Selon un ancien partisan éminent du président Donald Trump, le mouvement MAGA est sur le point de « s'effondrer sous son propre poids ».
C'est ce qu'a déclaré le commentateur conservateur Pedro Gonzales, qui a confié à Vox : « Quand votre mouvement tourne autour de la transgression des tabous et du franchissement des limites, mais que vous décidez ensuite qu'il y a certaines limites qui méritent d'être respectées, c'est une blague. Ça va échouer. Ça va s'effondrer sous son propre poids. » Bien que Gonzales ait été un loyaliste MAGA dévoué, il a été rebuté par le mouvement suite aux commentaires faits par Trump lors de la campagne électorale de 2024.
« À Springfield, ils mangent les chiens », avait tristement déclaré Trump lors d'un débat contre Kamala Harris. « Les gens qui sont arrivés, ils mangent les chats, ils mangent, ils mangent les animaux de compagnie des gens qui vivent là-bas. »
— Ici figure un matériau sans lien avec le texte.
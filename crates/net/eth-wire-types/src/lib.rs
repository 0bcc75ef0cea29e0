//! The RLPx wire vocabulary negotiated over (C9, spec.md §4.8): named,
//! versioned [`Capability`] entries, the [`HelloMessage`] that carries a
//! peer's offered capabilities, and the [`SharedCapability`] /
//! [`MessageIdRange`] types a negotiation produces.
//!
//! `reth-eth-wire` holds the negotiation and Snappy length-validation
//! logic that consumes these types; this crate is just their shape, the
//! same split `reth-blockchain-tree-api`/`reth-blockchain-tree` and
//! `reth-consensus`/`reth-consensus-common` use elsewhere in this
//! workspace.

mod capability;
mod hello;

pub use capability::{
    Capability, LocalCapability, MessageIdRange, SharedCapability, CAPABILITY_NAME_MAX_LEN,
};
pub use hello::HelloMessage;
Comme l'a expliqué le Daily Beast, « Le président promouvait une théorie du complot radicale selon laquelle des immigrants haïtiens à Springfield, une petite ville des Appalaches dans l'Ohio, mangeaient les animaux de compagnie de leurs voisins — une accusation qui a propulsé la région sous les feux de la rampe nationale et en a fait une cible de groupes d'extrême droite, dont le Ku Klux Klan. Le vice-président JD Vance a été l'un des nombreux personnages MAGA éminents à s'emparer de la théorie du complot, déclarant plus tard à CNN : "Si je dois inventer des histoires pour que les médias américains prêtent attention à la souffrance du peuple américain, alors c'est ce que je vais faire." »
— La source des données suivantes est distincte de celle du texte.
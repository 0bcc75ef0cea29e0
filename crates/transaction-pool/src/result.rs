//! `AcceptTxResult`, the catalog of semantic admission outcomes (spec.md
//! §6): the sole surface `TxPool::submit_tx` returns (C12, spec.md §4.9),
//! matched by external observers on a stable `(id, code)` pair rather than
//! the Rust variant name.

/// The outcome of attempting to admit a transaction into the pool.
///
/// Only [`Self::Accepted`] means the transaction was admitted; every
/// other variant is a rejection carrying a stable numeric id and string
/// code, for parity with external observers (spec.md §6).
#[derive(Debug, Clone, Copy, PartialEq, Eq)]
pub enum AcceptTxResult {
    /// The transaction was admitted.
    Accepted,
    /// An identical `(hash, type)` pair was already known to the pool
    /// (spec.md §4.9 `precheck_duplicate`).
    AlreadyKnown,
    /// The transaction's sender could not be resolved (signature
    /// recovery is external to this core, spec.md §1).
    FailedToResolveSender,
    /// The transaction's fee does not clear the pool's current floor.
    FeeTooLow,
    /// The transaction's fee is too low to outcompete the transaction it
    /// would have to replace.
    FeeTooLowToCompete,
    /// The pool has reached its configured size limit.
    GasLimitReached,
    /// The sender's balance cannot cover the transaction's cost.
    InsufficientFunds,
    /// A fee field overflowed the 256-bit integer domain.
    Int256Overflow,
    /// The transaction failed structural validation.
    Invalid,
    /// `tx_nonce - current_nonce` exceeded the sender's allowed pending
    /// gap (spec.md §4.9 `enforce_nonce_gap`, `NonceGap`).
    NonceTooHigh,
    /// `tx_nonce` is at or below an already-included nonce.
    NonceTooLow,
    /// A replacement transaction did not meet the bump requirement
    /// (spec.md §4.10 `compare_replaced_transaction_by_fee`).
    ReplacementNotAllowed,
    /// The sender account is a contract, not an externally owned account.
    SenderNotAnEoa,
    /// `tx_nonce` is far enough ahead of `current_nonce` to be rejected
    /// outright rather than queued.
    NonceTooFarInFuture,
    /// The sender already has a pending transaction of a conflicting
    /// type (e.g. a blob transaction alongside a non-blob one).
    PendingTxsOfConflictingType,
    /// The pool does not support this transaction type.
    NotSupportedTxType,
    /// The transaction's RLP-encoded size exceeds the configured cap
    /// (spec.md §4.9 `fits_size_limits`, non-blob or blob).
    MaxTxSizeExceeded,
    /// An EIP-7702 delegation transaction did not match the delegator's
    /// current nonce.
    NotCurrentNonceForDelegation,
    /// The delegator already has a pending transaction.
    DelegatorHasPendingTx,
    /// The node is still syncing and `accept_tx_when_not_synced` is
    /// `false`.
    Syncing,
}

impl AcceptTxResult {
    /// The stable numeric id (spec.md §6 catalog).
    pub const fn id(self) -> u32 {
        match self {
            Self::Accepted => 0,
            Self::AlreadyKnown => 1,
            Self::FailedToResolveSender => 2,
            Self::FeeTooLow => 3,
            Self::FeeTooLowToCompete => 4,
            Self::GasLimitReached => 5,
            Self::InsufficientFunds => 6,
            Self::Int256Overflow => 7,
            Self::Invalid => 8,
            Self::NonceTooHigh => 9,
            Self::NonceTooLow => 10,
            Self::ReplacementNotAllowed => 11,
            Self::SenderNotAnEoa => 12,
            Self::NonceTooFarInFuture => 13,
            Self::PendingTxsOfConflictingType => 14,
            Self::NotSupportedTxType => 15,
            Self::MaxTxSizeExceeded => 16,
            Self::NotCurrentNonceForDelegation => 17,
            Self::DelegatorHasPendingTx => 18,
            Self::Syncing => 503,
        }
    }

    /// The stable string code (spec.md §6 catalog).
    pub const fn code(self) -> &'static str {
        match self {
            Self::Accepted => "Accepted",
            Self::AlreadyKnown => "AlreadyKnown",
            Self::FailedToResolveSender => "FailedToResolveSender",
            Self::FeeTooLow => "FeeTooLow",
            Self::FeeTooLowToCompete => "FeeTooLowToCompete",
            Self::GasLimitReached => "gas limit reached",
            Self::InsufficientFunds => "InsufficientFunds",
            Self::Int256Overflow => "Int256Overflow",
            Self::Invalid => "Invalid",
            Self::NonceTooHigh => "nonce too high",
            Self::NonceTooLow => "nonce too low",
            Self::ReplacementNotAllowed => "ReplacementNotAllowed",
            Self::SenderNotAnEoa => "sender not an eoa",
            Self::NonceTooFarInFuture => "NonceTooFarInFuture",
            Self::PendingTxsOfConflictingType => "PendingTxsOfConflictingType",
            Self::NotSupportedTxType => "NotSupportedTxType",
            Self::MaxTxSizeExceeded => "MaxTxSizeExceeded",
            Self::NotCurrentNonceForDelegation => "NotCurrentNonceForDelegation",
            Self::DelegatorHasPendingTx => "DelegatorHasPendingTx",
            Self::Syncing => "Syncing",
        }
    }

    /// `true` only for [`Self::Accepted`]; callers compare `id ==
    /// Accepted.id` per spec.md §7, this is the ergonomic equivalent.
    pub const fn is_accepted(self) -> bool {
        matches!(self, Self::Accepted)
    }
}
Pour Gonzales, lui-même résident de l'Ohio, c'en était trop. Il s'est depuis rendu à Springfield pour écrire sur l'impact que la théorie du complot réfutée a eu sur ses habitants.
« Le temps que j'ai passé à Springfield m'a clairement montré que j'étais du mauvais côté », a écrit Gonzalez dans un essai sur les raisons pour lesquelles il a quitté MAGA, affirmant que Trump et ses alliés avaient abandonné « le débat et s'étaient précipités vers une hostilité manifeste non seulement envers les immigrants, mais aussi envers les Américains qui refusent de participer à leur haine envers eux ».
« Ce mois de novembre », a écrit Gonzales, « j'ai choisi de ne pas voter pour Trump. » Plus tard, il « s'est senti pleinement justifié » de l'avoir fait après que l'administration Trump « a adopté des tactiques d'une cruauté choquante qui ont culminé avec des agents fédéraux incontrôlables tuant deux citoyens américains à Minneapolis lors de la répression de l'immigration là-bas ».
Selon le Daily Beast, « Gonzalez n'est qu'un parmi un nombre croissant de commentateurs de droite qui se sont retournés contre Trump sur une série de questions, notamment le coût de la vie, sa guerre contre l'Iran et la publication bâclée des "fichiers Epstein" par son ministère de la Justice. Notamment, les leaders du mouvement de droite "America First" — dont les anciens polémistes de Fox News Tucker Carlson et Megyn Kelly, ainsi que les théoriciens du complot Candace Owens et Alex Jones — sont devenus des voix dissidentes éminentes. »
Tout cela se produit alors que les sondages de Trump se sont effondrés et qu'il a perdu le soutien de groupes démographiques qui étaient essentiels à sa victoire de 2024, tels que les jeunes hommes qui se détournent de plus en plus du mouvement MAGA.